REQUIREMENT -
Scan the entries below for the word "Sized". Copy out every line in which it occurs.

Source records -
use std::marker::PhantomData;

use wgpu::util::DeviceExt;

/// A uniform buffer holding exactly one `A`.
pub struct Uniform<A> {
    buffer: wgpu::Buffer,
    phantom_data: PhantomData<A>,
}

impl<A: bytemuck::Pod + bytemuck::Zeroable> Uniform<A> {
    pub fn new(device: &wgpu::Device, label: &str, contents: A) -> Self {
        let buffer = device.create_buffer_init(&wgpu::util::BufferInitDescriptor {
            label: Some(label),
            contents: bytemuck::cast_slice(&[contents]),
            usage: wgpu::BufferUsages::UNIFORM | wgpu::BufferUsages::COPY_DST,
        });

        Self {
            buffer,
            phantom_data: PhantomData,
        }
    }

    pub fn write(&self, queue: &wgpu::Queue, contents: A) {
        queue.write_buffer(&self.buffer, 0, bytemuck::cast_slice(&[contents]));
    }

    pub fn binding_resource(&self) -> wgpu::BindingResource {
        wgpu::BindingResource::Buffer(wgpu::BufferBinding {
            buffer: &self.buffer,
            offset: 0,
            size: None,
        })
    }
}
...
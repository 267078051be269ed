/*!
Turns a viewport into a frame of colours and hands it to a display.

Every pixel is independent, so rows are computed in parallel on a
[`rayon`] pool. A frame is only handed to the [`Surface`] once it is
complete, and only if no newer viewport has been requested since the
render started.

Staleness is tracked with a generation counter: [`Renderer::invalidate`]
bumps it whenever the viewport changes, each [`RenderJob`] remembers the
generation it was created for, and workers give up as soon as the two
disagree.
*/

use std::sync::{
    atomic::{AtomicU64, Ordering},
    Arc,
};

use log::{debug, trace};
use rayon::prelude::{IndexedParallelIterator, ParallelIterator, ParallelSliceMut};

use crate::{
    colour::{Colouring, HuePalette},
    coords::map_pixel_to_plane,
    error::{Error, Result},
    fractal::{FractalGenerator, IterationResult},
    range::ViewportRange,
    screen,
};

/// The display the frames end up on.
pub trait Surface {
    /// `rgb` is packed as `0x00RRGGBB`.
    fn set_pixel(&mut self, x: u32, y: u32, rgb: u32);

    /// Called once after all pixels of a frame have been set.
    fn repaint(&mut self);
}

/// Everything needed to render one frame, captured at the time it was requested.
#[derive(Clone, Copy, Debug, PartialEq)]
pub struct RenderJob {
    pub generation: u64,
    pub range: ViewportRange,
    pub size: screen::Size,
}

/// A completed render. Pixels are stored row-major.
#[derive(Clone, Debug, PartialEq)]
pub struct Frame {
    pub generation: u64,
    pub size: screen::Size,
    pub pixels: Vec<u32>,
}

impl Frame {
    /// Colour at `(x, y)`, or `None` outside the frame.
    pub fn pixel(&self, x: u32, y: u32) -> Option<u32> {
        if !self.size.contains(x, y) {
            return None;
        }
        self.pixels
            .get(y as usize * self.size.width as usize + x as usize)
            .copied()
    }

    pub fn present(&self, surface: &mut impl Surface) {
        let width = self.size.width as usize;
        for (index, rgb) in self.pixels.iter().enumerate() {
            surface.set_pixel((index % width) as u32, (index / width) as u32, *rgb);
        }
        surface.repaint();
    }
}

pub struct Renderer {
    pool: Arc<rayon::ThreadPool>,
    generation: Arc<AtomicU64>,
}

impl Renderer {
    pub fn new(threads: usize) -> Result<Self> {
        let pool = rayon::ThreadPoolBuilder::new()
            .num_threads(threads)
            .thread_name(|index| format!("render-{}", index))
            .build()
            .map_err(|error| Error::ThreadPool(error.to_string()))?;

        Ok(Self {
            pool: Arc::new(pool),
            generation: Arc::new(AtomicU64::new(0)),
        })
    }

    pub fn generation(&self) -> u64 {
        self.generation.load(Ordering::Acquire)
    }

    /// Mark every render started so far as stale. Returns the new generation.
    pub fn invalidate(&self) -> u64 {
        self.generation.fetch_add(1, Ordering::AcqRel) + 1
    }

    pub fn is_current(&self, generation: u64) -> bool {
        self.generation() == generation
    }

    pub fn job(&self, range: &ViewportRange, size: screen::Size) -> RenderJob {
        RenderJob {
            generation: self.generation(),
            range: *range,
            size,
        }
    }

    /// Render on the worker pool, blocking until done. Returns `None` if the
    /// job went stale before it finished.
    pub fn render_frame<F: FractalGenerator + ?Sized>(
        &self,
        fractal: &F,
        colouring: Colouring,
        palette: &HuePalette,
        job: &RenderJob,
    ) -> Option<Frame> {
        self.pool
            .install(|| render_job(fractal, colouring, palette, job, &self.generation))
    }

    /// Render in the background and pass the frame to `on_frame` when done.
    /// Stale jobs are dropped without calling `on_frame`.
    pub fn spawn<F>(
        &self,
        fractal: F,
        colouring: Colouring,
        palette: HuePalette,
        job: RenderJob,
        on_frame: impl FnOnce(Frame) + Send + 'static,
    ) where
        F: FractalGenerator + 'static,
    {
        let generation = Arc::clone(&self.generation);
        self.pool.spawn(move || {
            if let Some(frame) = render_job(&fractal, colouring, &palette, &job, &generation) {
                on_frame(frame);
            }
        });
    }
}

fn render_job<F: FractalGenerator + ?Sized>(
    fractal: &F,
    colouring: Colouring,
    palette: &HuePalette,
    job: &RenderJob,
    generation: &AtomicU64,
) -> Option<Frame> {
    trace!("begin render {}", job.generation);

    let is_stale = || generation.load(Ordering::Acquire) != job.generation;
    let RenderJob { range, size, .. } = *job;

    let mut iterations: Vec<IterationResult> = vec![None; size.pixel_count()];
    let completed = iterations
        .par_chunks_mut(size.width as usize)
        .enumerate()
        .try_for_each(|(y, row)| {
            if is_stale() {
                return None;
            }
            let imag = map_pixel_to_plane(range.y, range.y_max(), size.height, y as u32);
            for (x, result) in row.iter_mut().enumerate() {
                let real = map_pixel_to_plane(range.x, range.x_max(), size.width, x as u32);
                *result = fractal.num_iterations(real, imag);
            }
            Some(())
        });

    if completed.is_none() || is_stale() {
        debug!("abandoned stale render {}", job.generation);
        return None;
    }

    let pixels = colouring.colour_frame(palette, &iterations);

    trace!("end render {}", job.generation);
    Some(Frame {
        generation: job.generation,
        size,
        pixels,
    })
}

SOLUTION TO THE EXERCISE -
    pub fn render_frame<F: FractalGenerator + ?Sized>(
fn render_job<F: FractalGenerator + ?Sized>(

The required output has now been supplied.